THOMPSON -v- ST JOHN OF GOD HEALTHCARE INC  WADC 15
On the morning of the 26th of November 2018, the appellant went to gym and performed certain leg exercises. Later in the day she went to work at a hospital, where she was employed as a theatre nurse. She alleged that she suffered an injury at work causing a gradual onset of low back pain radiating into her right leg. Her employer denied this.
The dispute between the employer and employee was whether the employer was liable for her unfitness to work.
The arbitrator formulated the question as follows:
“Whether [the appellant] sustained an injury arising out of or in the course of her employment (s 5(1)(a), Workers’ Compensation and Injury Management Act 1981 (WA) (Act))”
His decision was that he was:
“… not persuaded, on the balance of probabilities, to accept the assertions made on behalf of [the appellant] that the medical evidence establishes that she sustained a personal injury by accident arising out of in the course of her employment.”

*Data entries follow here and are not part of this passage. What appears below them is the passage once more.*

// src/Ring/consumer.rs

use crate::config::PeerRole;
use crate::Core::region::RegionMapping;
use crate::Core::semaphore::NamedSemaphore;
use crate::Ring::Buffer::layout::Direction;
use crate::Ring::Buffer::RingBuffer;
use crate::Ring::Structs::Message_Structs::ChatMessage;
use std::sync::Arc;
use std::time::Duration;

/// Reads one peer's inbound ring.
///
/// The read cursor lives here, not in shared memory, and starts at zero on
/// every new consumer regardless of the shared head. Each successful wait on
/// the inbound semaphore advances it by one slot.
pub struct Consumer {
    _mapping: Arc<RegionMapping>,
    ring: RingBuffer,
    signal: Arc<NamedSemaphore>,
    peer: PeerRole,
    local_tail: u64,
}

impl Consumer {
    pub(crate) fn new(mapping: Arc<RegionMapping>, signal: Arc<NamedSemaphore>, peer: PeerRole) -> Self {
        let ring = mapping.ring(Direction::received_by(peer));
        Self {
            _mapping: mapping,
            ring,
            signal,
            peer,
            local_tail: 0,
        }
    }

    /// Waits up to `timeout` for a signal, then reads the slot at the local tail.
    ///
    /// # Returns
    /// * `Ok(Some(message))` if signalled
    /// * `Ok(None)` on timeout
    /// * `Err(io::Error)` if the wait itself failed
    pub fn receive_timeout(&mut self, timeout: Duration) -> std::io::Result<Option<ChatMessage>> {
        if !self.signal.wait_timeout(timeout)? {
            return Ok(None);
        }
        Ok(Some(self.take_slot()))
    }

    /// Reads the slot at the local tail and advances it.
    ///
    /// Only call after a successful wait; the slot is trusted as-is, so if the
    /// producer overwrote it in the meantime the newer text is returned.
    pub fn take_slot(&mut self) -> ChatMessage {
        let message = self.ring.read(self.local_tail);
        self.local_tail += 1;
        message
    }

    /// Wait on the inbound semaphore without reading a slot.
    pub fn wait_signal(&self, timeout: Duration) -> std::io::Result<bool> {
        self.signal.wait_timeout(timeout)
    }

    /// Number of messages read so far
    pub fn local_tail(&self) -> u64 {
        self.local_tail
    }

    /// Label of the peer whose messages this consumer reads
    pub fn sender_label(&self) -> &'static str {
        self.peer.other().label()
    }

    /// Returns the inbound semaphore, shared with whoever needs to wake the waiter
    pub fn signal(&self) -> &Arc<NamedSemaphore> {
        &self.signal
    }

    /// Returns the inbound ring
    pub fn ring(&self) -> &RingBuffer {
        &self.ring
    }
}
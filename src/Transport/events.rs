//! Events posted from the transports to whoever presents them
//!
//! Posting never blocks: the queue is unbounded and a dropped receiver
//! simply discards events.

use crossbeam_channel::{unbounded, Receiver, Sender};
use std::fmt;

/// Connection state of one transport instance
#[derive(Debug, Clone, Copy, PartialEq, Eq)]
#[repr(u8)]
pub enum ConnectionState {
    Offline = 0,
    /// Socket: resources allocated, accept/connect not finished yet
    Starting = 1,
    /// Socket server: waiting for the one client
    Listening = 2,
    /// Socket: stream established
    Connected = 3,
    /// Shared memory: segment and semaphores open
    Running = 4,
}

impl ConnectionState {
    pub(crate) fn from_u8(value: u8) -> Self {
        match value {
            1 => ConnectionState::Starting,
            2 => ConnectionState::Listening,
            3 => ConnectionState::Connected,
            4 => ConnectionState::Running,
            _ => ConnectionState::Offline,
        }
    }

    /// Label shown in a status bar
    pub fn label(self) -> &'static str {
        match self {
            ConnectionState::Offline => "Offline",
            ConnectionState::Starting => "Starting",
            ConnectionState::Listening => "Listening",
            ConnectionState::Connected => "Live",
            ConnectionState::Running => "Running",
        }
    }
}

impl fmt::Display for ConnectionState {
    fn fmt(&self, f: &mut fmt::Formatter<'_>) -> fmt::Result {
        f.write_str(self.label())
    }
}

#[derive(Debug, Clone, PartialEq, Eq)]
pub enum ChatEvent {
    /// Text arrived from the other side
    MessageReceived { text: String, sender: String },
    /// Text this side sent, labelled with this side's own name
    MessageSent { text: String, sender: String },
    StatusChanged(ConnectionState),
    /// Diagnostic line for the user
    Log(String),
}

impl fmt::Display for ChatEvent {
    fn fmt(&self, f: &mut fmt::Formatter<'_>) -> fmt::Result {
        match self {
            ChatEvent::MessageReceived { text, sender } => write!(f, "[RX][{}] {}", sender, text),
            ChatEvent::MessageSent { text, sender } => write!(f, "[TX][{}] {}", sender, text),
            ChatEvent::StatusChanged(state) => write!(f, "Status: {}", state),
            ChatEvent::Log(line) => f.write_str(line),
        }
    }
}

/// Sending half of the event queue, cloned into every thread that posts
#[derive(Debug, Clone)]
pub struct EventSink {
    tx: Sender<ChatEvent>,
}

impl EventSink {
    pub fn new(tx: Sender<ChatEvent>) -> Self {
        Self { tx }
    }

    /// A sink and the receiver that drains it
    pub fn channel() -> (Self, Receiver<ChatEvent>) {
        let (tx, rx) = unbounded();
        (Self::new(tx), rx)
    }

    pub fn post(&self, event: ChatEvent) {
        log::trace!("event: {}", event);
        // Nobody listening is fine
        let _ = self.tx.send(event);
    }

    pub fn message_received(&self, text: impl Into<String>, sender: impl Into<String>) {
        self.post(ChatEvent::MessageReceived {
            text: text.into(),
            sender: sender.into(),
        });
    }

    pub fn message_sent(&self, text: impl Into<String>, sender: impl Into<String>) {
        self.post(ChatEvent::MessageSent {
            text: text.into(),
            sender: sender.into(),
        });
    }

    pub fn status(&self, state: ConnectionState) {
        self.post(ChatEvent::StatusChanged(state));
    }

    pub fn log(&self, line: impl Into<String>) {
        self.post(ChatEvent::Log(line.into()));
    }
}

The appellant was not entitled to workers’ compensation and she then took the matter on appeal to the District Court of Westen Australia.
There were two grounds of appeal, namely that:
- The arbitrator erred in law when determining whether appellant suffered an injury as defined in s. 5 of the Act, because he utilised the incorrect test; and
- The Arbitrator erred in law when he found the appellant an unreliable witness when there was no reliable evidence to support that finding.
The Court held that an appellant can only appeal on a question of law by virtue of the provisions of s 247(2) of the Act. (Dodson v Woolworths Group Ltd  WADC 157).
A question of law can be either an error of law, or an error in which law and fact are mixed (Catholic Education Office of WA v Granitto  WASCA 266).
There is no clear difference between errors of law, errors of fact and mixed errors of law and fact, and there is no definitive test for this (Highmoon Pty Ltd v City of Fremantle  WASCA 21).
If the ground of appeal does not involve a question of law, then a linguistic reformulation of the problem will not make it so (Atanasoska v Inghams Enterprises Pty Ltd  WASCA 17).
An error of law must also be material to the decision so that, but for the error, the decision would, or might, have been different (BHP Billiton Iron Ore Pty Ltd v Brady  WASCA 250).
The court then looked at the definition of “Injury” in Act.
“injury means —
(a) a personal injury by accident arising out of or in the course of the employment, or whilst the worker is acting under the employer’s instructions; or
(d) the recurrence, aggravation, or acceleration of any pre-existing disease where the employment was a contributing factor to that recurrence, aggravation, or acceleration and contributed to a significant degree;”
The appellant argued that the arbitrator had incorrectly relied on the test in s5(d) of the Act. Instead, he should have relied on s5(a). The importance being that s5(d) requires that work contributes significantly to a pre-existing condition. “Significant” contribution is not required in s5(a). Employing the wrong test, with its more onerous requirement, led the arbitrator to reject the appellant’s version.
The court found that the appellant suffered from an underlying asymptomatic L5 radiculopathy. The appellant alleged that there had been a gradual onset of right leg pain during her shift. In other words, it was her work on that shift which caused her previous asymptomatic low back condition to produce right leg pain. The hospital denied this and alleged it was triggered by her gym exercises earlier that morning.
The issue was therefore whether the cause of the appellant’s condition becoming symptomatic was her physical effort at her place of work.
Because of the fundamental and contradictory differences between the two scenarios it was necessary to consider the issue of credibility.
The Court then looked at the evidence in the case. There were two medical professionals, a GP and a physiotherapist who both recorded that the appellant had told them that the pain in her right buttock and right leg had started when she used the leg press at the gym.
The court thus held that it did not matter whether the test s5(a) or s5(d) was employed because on either version the injury was caused by the exercise in gym and not by work. The appeal was therefore dismissed.